He heard an English voice shouting, "Paiper! Paiper!" No mere

spelling of the word will give the intonation. It was the voice of

English towns he heard again. The very voice of London in the

morning. It seemed like magic, or like some wonderfully vivid dream.

 

He was only a hundred miles or so from England; it was not very long

since he had been there; yet what he heard seemed like an enchanted

dream, because only the day before he had been in the trenches.

 

They had been twelve days in the trenches and had marched out at

evening. They had marched five miles and were among tin huts in quite

a different world. Through the doorways of the huts green grass could

be seen and the sun was shining on it. It was morning. Everything was

strangely different. You saw more faces smiling. Men were not so calm

as they had been during the last twelve days, the last six

especially: someone was kicking a football at somebody else's hut and

there was excitement about it.

 

Guns were still firing: but they thought of death now as one who

walked on the other side of the hills, no longer as a neighbour, as

one who might drop in at any moment, and sometime did, while they

were taking tea. It was not that they had been afraid of him, but the

strain of expectancy was over; and that strain being suddenly gone in

a single night, they all had a need, whether they knew it or not, of

something to take its place, so the football loomed very large.

 

It was morning and he had slept long. The guns that grew active at

dawn had not woke him; in those twelve days they had grown too

familiar, but he woke wide when he heard the young English soldier

with a bundle of three-days-old papers under his arm calling "Paiper,

paiper!"--bringing to that strange camp the voice of the English

towns. He woke wide at that wonder; and saw the sun shining cheerily,

on desolation with a tinge of green in it, which even by itself

rejoiced him on that morning after those twelve days amongst mud,

looking at mud, surrounded by mud, protected by mud, sharing with mud

the liability to be suddenly blown high and to come down in a shower

on other men's helmets and coats.

 

He wondered if Dante when he came up from Hell heard anyone calling

amongst the Verdure, in sunlight, any familiar call such as merchants

use, some trivial song or cry of his native city.

 

 

The Bureau d'Echange de Maux

 

I often think of the Bureau d'Echange de Maux and the wondrously evil

old man that sate therein. It stood in a little street that there is

in Paris, its doorway made of three brown beams of wood, the top one

overlapping the others like the Greek letter _pi_, all the rest

painted green, a house far lower and narrower than its neighbours and

infinitely stranger, a thing to take one's fancy. And over the doorway

on the old brown beam in faded yellow letters this legend ran, Bureau

Universel d'Echanges de Maux.

 

I entered at once and accosted the listless man that lolled on a stool

by his counter.
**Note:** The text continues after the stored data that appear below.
//! Error types for the seteuk domain.
//!
//! Uses `thiserror` for ergonomic error definitions.
//! Each bounded context has its own error enum; the top-level [`Error`] is
//! what generation-path operations surface to callers.

use thiserror::Error;

/// The top-level error type for seteuk operations.
#[derive(Debug, Error)]
pub enum Error {
    // --- Generation path ---
    /// A required setting (usually the credential) is missing.
    #[error("Configuration error: {message}")]
    Config { message: String },

    /// The generator answered but produced no text.
    #[error("The generator returned no result")]
    EmptyResult,

    /// The upstream service rejected the credential.
    #[error("Credential rejected by the generation service: {0}")]
    Authentication(String),

    #[error("Provider error: {0}")]
    Provider(ProviderError),

    /// The generator returned text that does not match the requested schema.
    #[error("Malformed generator response: {0}")]
    MalformedResponse(String),

    // --- Resources ---
    // Document fetch failures never reach callers: the knowledge resolver
    // skips unavailable documents.
    #[error("Storage error: {0}")]
    Storage(#[from] StorageError),
}

impl Error {
    /// Shorthand for a [`Error::Config`] with the given message.
    pub fn config(message: impl Into<String>) -> Self {
        Self::Config {
            message: message.into(),
        }
    }
}

impl From<ProviderError> for Error {
    fn from(err: ProviderError) -> Self {
        match err {
            ProviderError::AuthenticationFailed(reason) => Self::Authentication(reason),
            other => Self::Provider(other),
        }
    }
}

/// Result type alias using our Error.
pub type Result<T> = std::result::Result<T, Error>;

// --- Bounded context errors ---

#[derive(Debug, Clone, Error)]
pub enum ProviderError {
    #[error("API request failed: {message} (status: {status_code})")]
    ApiError { status_code: u16, message: String },

    #[error("Rate limited by provider, retry after {retry_after_secs}s")]
    RateLimited { retry_after_secs: u64 },

    #[error("Authentication failed: {0}")]
    AuthenticationFailed(String),

    #[error("Network error: {0}")]
    Network(String),

    #[error("Invalid provider response: {0}")]
    InvalidResponse(String),
}

#[derive(Debug, Clone, Error)]
pub enum StorageError {
    #[error("Storage I/O failed: {0}")]
    Io(String),

    #[error("Stored value could not be (de)serialized: {0}")]
    Serialization(String),
}

#[derive(Debug, Clone, Error)]
pub enum DocumentError {
    #[error("Document not found: {0}")]
    NotFound(String),

    #[error("Document fetch for {name} failed with status {status}")]
    Http { name: String, status: u16 },

    #[error("Document read failed: {0}")]
    Io(String),
}

#[cfg(test)]
mod tests {
    use super::*;

    #[test]
    fn provider_error_displays_correctly() {
        let err = Error::Provider(ProviderError::ApiError {
            status_code: 500,
            message: "Internal".into(),
        });
        assert!(err.to_string().contains("500"));
        assert!(err.to_string().contains("Internal"));
    }

    #[test]
    fn auth_failure_converts_to_distinct_variant() {
        let err: Error = ProviderError::AuthenticationFailed("API key not valid".into()).into();
        assert!(matches!(err, Error::Authentication(ref m) if m.contains("API key")));
    }

    #[test]
    fn other_provider_failures_stay_provider_errors() {
        let err: Error = ProviderError::Network("connection reset".into()).into();
        assert!(matches!(err, Error::Provider(ProviderError::Network(_))));
    }

    #[test]
    fn storage_errors_convert() {
        let err: Error = StorageError::Serialization("bad json".into()).into();
        assert!(matches!(err, Error::Storage(_)));
    }

    #[test]
    fn config_shorthand() {
        let err = Error::config("missing credential");
        assert_eq!(err.to_string(), "Configuration error: missing credential");
    }
}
I demanded the wherefore of his wonderful house, what

evil wares he exchanged, with many other things that I wished to know,

for curiosity led me; and indeed had it not I had gone at once from

that shop, for there was so evil a look in that fattened man, in the

hang of his fallen cheeks and his sinful eye, that you would have said

he had had dealings with Hell and won the advantage by sheer

wickedness.

 

Such a man was mine host; but above all the evil of him lay in his

eyes, which lay so still, so apathetic, that you would have sworn that

he was drugged or dead; like lizards motionless on a wall they lay,

then suddenly they darted, and all his cunning flamed up and revealed

itself in what one moment before seemed no more than a sleepy and

ordinary wicked old man. And this was the object and trade of that

peculiar shop, the Bureau Universel d'Echange de Maux: you paid twenty

francs, which the old man proceeded to take from me, for admission to

the bureau and then had the right to exchange any evil or misfortune

with anyone on the premises for some evil or misfortune that he "could

afford," as the old man put it.

 

There were four or five men in the dingy ends of that low-ceilinged

room who gesticulated and muttered softly in twos as men who make a

bargain, and now and then more came in, and the eyes of the flabby

owner of the house leaped up at them as they entered, seemed to know

their errands at once and each one's peculiar need, and fell back

again into somnolence, receiving his twenty francs in an almost

lifeless hand and biting the coin as though in pure absence of mind.

 

"Some of my clients," he told me. So amazing to me was the trade of

this extraordinary shop that I engaged the old man in conversation,

repulsive though he was, and from his garrulity I gathered these

facts. He spoke in perfect English though his utterance was somewhat

thick and heavy; no language seemed to come amiss to him. He had been

in business a great many years, how many he would not say, and was far

older than he looked. All kinds of people did business in his shop.

What they exchanged with each other he did not care except that it had

to be evils, he was not empowered to carry on any other kind of

business.

 

There was no evil, he told me, that was not negotiable there; no evil

the old man knew had ever been taken away in despair from his shop. A

man might have to wait and come back again next day, and next day and

the day after, paying twenty francs each time, but the old man had the

addresses of all his clients and shrewdly knew their needs, and soon

the right two met and eagerly exchanged their commodities.

"Commodities" was the old man's terrible word, said with a gruesome

smack of his heavy lips, for he took a pride in his business and evils

to him were goods.

 

I learned from him in ten minutes very much of human nature, more than

I have ever learned from any other man; I learned from him that a

man's own evil is to him the worst thing there is or ever could be,

and that an evil so unbalances all men's minds that they always seek

for extremes in that small grim shop. A woman that had no children had

exchanged with an impoverished half-maddened creature with twelve. On

one occasion a man had exchanged wisdom for folly.

 

"Why on earth did he do that?" I said.

 

"None of my business," the old man answered in his heavy indolent way.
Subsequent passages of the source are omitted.